Current Issue Summary
March 2023 (Vol. 63, Issue 1)
Do Customer Ratings Influence Consumers Who Already Experienced a Product? How Memory Reconstruction and Conformity Can Reshape Product Evaluations and Perceptions
In this study, Jonas Colliander and Micael Dahlen (both at Stockholm School of Economics) and Helge Thorbjørnsen (Norwegian School of Economics) explore how reading online customer reviews (OCRs) after using a product or service can change a consumer’s perceptions and satisfaction with the experience. Drawing from theories of memory reconstruction (the memory of an event is different each time it is recalled) and conformity effects, the researchers conducted two experiments in Sweden. In the pilot portion , participants sampled a new brand of chocolate bar. Then, during the main study, participants were asked to watch a film that had just arrived in cinemas (the latest Halloween). Both experiments were divided into three groups. Group 1 was subjected to negative OCRs immediately after the product experience and before evaluating it themselves. Group 2 was the opposite. They received a positive OCR exposure pre-dating the product experience. Lastly, Group 3 evaluated their product experience but were not subjected to OCRs. “The findings reflect a desire to maintain a correct representation of reality in which people use others’ ratings as an accuracy heuristic,” the authors write.
Specifically:
- “Consumers’ subjective experiences of products and events are altered when they see other people’s ratings of those same products or events.

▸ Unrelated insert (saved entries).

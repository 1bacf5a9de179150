// Copyright (c) 2025 Kirky.X
//
// Licensed under the MIT License
// See LICENSE file in the project root for full license information.

use crate::domain::services::sitemap_discovery::SitemapDiscovery;
use crate::utils::url_utils::resolve_url;
use anyhow::{anyhow, Result};
use async_trait::async_trait;
use quick_xml::events::Event;
use quick_xml::Reader;
use reqwest::Client;
use robotstxt::{parse_robotstxt, RobotsParseHandler};
use std::collections::HashSet;
use std::time::Duration;
use tracing::{debug, warn};
use url::Url;

/// 每个 sitemap 索引最多跟随的子 sitemap 数量
const MAX_CHILD_SITEMAPS: usize = 10;

/// 基于 HTTP 的 sitemap 发现
///
/// 先读取 `/robots.txt` 中的 `Sitemap:` 行，没有时回退到 `/sitemap.xml`；
/// sitemap 索引只跟随一层。
pub struct HttpSitemapDiscovery {
    client: Client,
}

impl HttpSitemapDiscovery {
    /// 创建新的 sitemap 发现实例
    ///
    /// # 参数
    ///
    /// * `user_agent` - 请求使用的 User-Agent
    /// * `timeout` - 单次请求超时
    pub fn new(user_agent: &str, timeout: Duration) -> Result<Self> {
        let client = Client::builder()
            .user_agent(user_agent.to_string())
            .timeout(timeout)
            .build()?;
        Ok(Self { client })
    }

    async fn get_text(&self, url: &str) -> Option<String> {
        match self.client.get(url).send().await {
            Ok(res) if res.status().is_success() => res.text().await.ok(),
            Ok(res) => {
                debug!(url, status = res.status().as_u16(), "Sitemap source unavailable");
                None
            }
            Err(e) => {
                warn!(url, error = %e, "Failed to fetch sitemap source");
                None
            }
        }
    }

    async fn sitemap_sources(&self, origin: &Url) -> Vec<String> {
        let mut sources = Vec::new();

        if let Ok(robots_url) = resolve_url(origin, "/robots.txt") {
            if let Some(text) = self.get_text(robots_url.as_str()).await {
                sources.extend(parse_robots_sitemaps(&text, origin));
            }
        }

        if sources.is_empty() {
            if let Ok(fallback) = resolve_url(origin, "/sitemap.xml") {
                sources.push(fallback.to_string());
            }
        }

        sources
    }
}

#[async_trait]
impl SitemapDiscovery for HttpSitemapDiscovery {
    async fn discover(&self, start_url: &str, limit: usize) -> Result<Vec<String>> {
        let origin = Url::parse(start_url)
            .map_err(|e| anyhow!("Invalid start URL {}: {}", start_url, e))?;

        let mut seen = HashSet::new();
        let mut urls = Vec::new();
        if limit == 0 {
            return Ok(urls);
        }

        for source in self.sitemap_sources(&origin).await {
            let Some(xml) = self.get_text(&source).await else {
                continue;
            };

            let sitemap = parse_sitemap(&xml);
            let documents = if sitemap.is_index {
                let mut children = Vec::new();
                for child in sitemap.locs.into_iter().take(MAX_CHILD_SITEMAPS) {
                    if let Some(child_xml) = self.get_text(&child).await {
                        children.push(parse_sitemap(&child_xml));
                    }
                }
                children
            } else {
                vec![sitemap]
            };

            for document in documents {
                for loc in document.locs {
                    if seen.insert(loc.clone()) {
                        urls.push(loc);
                        if urls.len() >= limit {
                            debug!(start_url, count = urls.len(), "Sitemap limit reached");
                            return Ok(urls);
                        }
                    }
                }
            }
        }

        debug!(start_url, count = urls.len(), "Sitemap discovery finished");
        Ok(urls)
    }
}

/// 收集 robots.txt 中的 `Sitemap:` 值
#[derive(Default)]
struct SitemapLines {
    values: Vec<String>,
}

impl RobotsParseHandler for SitemapLines {
    fn handle_robots_start(&mut self) {}

    fn handle_robots_end(&mut self) {}

    fn handle_user_agent(&mut self, _line_num: u32, _user_agent: &str) {}

    fn handle_allow(&mut self, _line_num: u32, _value: &str) {}

    fn handle_disallow(&mut self, _line_num: u32, _value: &str) {}

    fn handle_sitemap(&mut self, _line_num: u32, value: &str) {
        let value = value.trim();
        if !value.is_empty() {
            self.values.push(value.to_string());
        }
    }

    fn handle_unknown_action(&mut self, _line_num: u32, _action: &str, _value: &str) {}
}

/// 解析 robots.txt 中的 `Sitemap:` 行，相对地址按站点解析
fn parse_robots_sitemaps(robots: &str, origin: &Url) -> Vec<String> {
    let mut lines = SitemapLines::default();
    parse_robotstxt(robots, &mut lines);

    lines
        .values
        .iter()
        .filter_map(|value| resolve_url(origin, value).ok().map(|u| u.to_string()))
        .collect()
}

/// 一份 sitemap 文档的内容
#[derive(Debug, Default, PartialEq)]
struct SitemapDocument {
    /// 根元素为 `sitemapindex`
    is_index: bool,
    /// `<loc>` 的值，实体已解码
    locs: Vec<String>,
}

/// 解析 sitemap XML
///
/// 元素按本地名匹配，`<sm:loc>` 这类带前缀的写法同样识别。
/// 文档格式错误时保留已读到的条目。
fn parse_sitemap(xml: &str) -> SitemapDocument {
    let mut reader = Reader::from_str(xml);
    reader.trim_text(true);

    let mut document = SitemapDocument::default();
    let mut in_loc = false;
    let mut text = String::new();

    loop {
        match reader.read_event() {
            Ok(Event::Start(e)) => match e.local_name().as_ref() {
                b"sitemapindex" => document.is_index = true,
                b"loc" => {
                    in_loc = true;
                    text.clear();
                }
                _ => {}
            },
            Ok(Event::Text(t)) if in_loc => match t.unescape() {
                Ok(value) => text.push_str(&value),
                Err(e) => debug!(error = %e, "Skipping undecodable sitemap text"),
            },
            Ok(Event::CData(c)) if in_loc => text.push_str(&String::from_utf8_lossy(&c)),
            Ok(Event::End(e)) if e.local_name().as_ref() == b"loc" => {
                in_loc = false;
                let loc = text.trim();
                if !loc.is_empty() {
                    document.locs.push(loc.to_string());
                }
            }
            Ok(Event::Eof) => break,
            Err(e) => {
                warn!(
                    position = reader.buffer_position(),
                    error = %e,
                    "Malformed sitemap XML"
                );
                break;
            }
            _ => {}
        }
    }

    document
}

- “Consumers’ experiences reflect other people’s ratings when those ratings are viewed postexperience.
- “Consumers’ postexperience satisfaction is an important driver of subsequent behavior.
- “Managers may find it useful to communicate positive ratings not only to prospective customers but also to past customers in the expectation that such information may influence their memories of an experience.”